ICC prosecutor criticizes UN for not taking enough action to help Darfur victims News
ICC prosecutor criticizes UN for not taking enough action to help Darfur victims

International Criminal Court (ICC) [official website] Chief Prosecutor Fatou Bensouda delivered a statement [press release] to the UN Security Council on Wednesday criticizing the UN for not taking action against states that did not turn suspects in to the ICC.

The Security Council referred the alleged crimes against humanity and war crimes committed in Darfur, Sudan by the military and militias to the ICC for prosecution 13 years ago. The ICC was able to issue arrest warrants for five suspects, one of which is Sudan’s president.

Sudan, a member of the UN, refuses to cooperate with the investigation.

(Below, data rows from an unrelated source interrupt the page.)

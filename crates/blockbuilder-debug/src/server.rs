//! TCP debug server

use std::sync::Arc;
use tokio::io::{AsyncBufReadExt, AsyncWriteExt, BufReader};
use tokio::net::TcpListener;
use tokio::sync::Mutex;

use crate::protocol::{self, DebugCommand, DebugResponse, ProtocolError};

/// Trait that the application implements to handle debug commands
pub trait DebugHandler: Send + Sync + 'static {
    fn handle_command(&mut self, cmd: DebugCommand) -> DebugResponse;
}

/// Decode a line and run it through the handler.
///
/// Returns None for blank lines.
pub fn handle_line(handler: &mut dyn DebugHandler, line: &str) -> Option<DebugResponse> {
    match protocol::parse_command(line) {
        Ok(cmd) => {
            log::debug!("Debug command: {:?}", cmd);
            Some(handler.handle_command(cmd))
        }
        Err(ProtocolError::Empty) => None,
        Err(e) => Some(DebugResponse::error(e.to_string())),
    }
}

/// Debug server handle - keep this alive to keep the server running
pub struct DebugServer {
    handle: tokio::task::JoinHandle<()>,
}

impl DebugServer {
    /// Start the debug server on the given port.
    /// Each command runs with the handler locked, so a mutation and the
    /// state it reports back are never interleaved with another client.
    /// Returns immediately -- server runs in background.
    pub fn start(handler: Arc<Mutex<dyn DebugHandler>>, port: u16) -> Self {
        let handle = tokio::spawn(async move {
            let addr = format!("127.0.0.1:{}", port);
            let listener = match TcpListener::bind(&addr).await {
                Ok(l) => {
                    log::info!("Debug server listening on {}", addr);
                    l
                }
                Err(e) => {
                    log::error!("Failed to bind debug server on {}: {}", addr, e);
                    return;
                }
            };

            loop {
                match listener.accept().await {
                    Ok((stream, peer)) => {
                        log::info!("Debug client connected from {}", peer);
                        let handler = handler.clone();
                        tokio::spawn(async move {
                            handle_connection(stream, handler).await;
                            log::info!("Debug client disconnected: {}", peer);
                        });
                    }
                    Err(e) => {
                        log::error!("Debug server accept error: {}", e);
                    }
                }
            }
        });

        Self { handle }
    }

    /// Stop accepting connections
    pub fn shutdown(self) {
        self.handle.abort();
    }
}

async fn handle_connection(
    stream: tokio::net::TcpStream,
    handler: Arc<Mutex<dyn DebugHandler>>,
) {
    let (reader, mut writer) = stream.into_split();
    let mut reader = BufReader::new(reader);
    let mut line = String::new();

    loop {
        line.clear();
        match reader.read_line(&mut line).await {
            Ok(0) => break, // Connection closed
            Ok(_) => {
                let response = {
                    let mut h = handler.lock().await;
                    handle_line(&mut *h, &line)
                };
                let Some(response) = response else {
                    continue;
                };

                let resp_json = protocol::encode_response(&response);
                if let Err(e) = writer.write_all(resp_json.as_bytes()).await {
                    log::error!("Debug server write error: {}", e);
                    break;
                }
                if let Err(e) = writer.flush().await {
                    log::error!("Debug server flush error: {}", e);
                    break;
                }
            }
            Err(e) => {
                log::error!("Debug server read error: {}", e);
                break;
            }
        }
    }
}

#[cfg(test)]
mod tests {
    use super::*;
    use crate::protocol::ResponseData;

    #[derive(Default)]
    struct CountingHandler {
        seen: usize,
    }

    impl DebugHandler for CountingHandler {
        fn handle_command(&mut self, cmd: DebugCommand) -> DebugResponse {
            self.seen += 1;
            match cmd {
                DebugCommand::Ping => DebugResponse::pong(),
                _ => DebugResponse::none(),
            }
        }
    }

    #[test]
    fn test_handle_line_skips_blank() {
        let mut h = CountingHandler::default();
        assert!(handle_line(&mut h, "\n").is_none());
        assert_eq!(h.seen, 0);
    }

    #[test]
    fn test_handle_line_dispatches() {
        let mut h = CountingHandler::default();
        let resp = handle_line(&mut h, "{\"cmd\":\"Ping\"}\n").unwrap();
        assert_eq!(resp, DebugResponse::ok(ResponseData::Pong { message: "pong".into() }));
        assert_eq!(h.seen, 1);
    }

    #[test]
    fn test_handle_line_reports_bad_json() {
        let mut h = CountingHandler::default();
        let resp = handle_line(&mut h, "{oops").unwrap();
        assert!(!resp.is_ok());
        assert_eq!(h.seen, 0);
    }
}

“What is required now is for this Council and the international community at large, to support the apprehension and transfer of ICC suspects to the Court so that they can answer the charges against them through a fair, independent and objective judicial process,” said Bensouda.

The ICC is asking the UN to help them facilitate a dialogue with the Sudanese government.

Bensouda said:

The eyes of the world are upon us; the eyes of victims and victims’ groups in Darfur, some of whom are present today, are upon us. They are owed at least this minimum decorum and they deserve not to have their ordeals undermined by rhetoric aimed at confusing the issues and distracting the Council’s and the world’s attention from what we are really concerned with here: the need to ensure there is accountability through the Court’s independent judicial process for the serious and destabilising crimes under the Rome Statute committed in Darfur.

Last July the ICC ruled [JURIST report] that South Africa violated its obligations after failing to arrest Sudan’s president. In June 2017 the ICC urged [JURIST report] the international community to help bring Darfur war crime suspects to justice.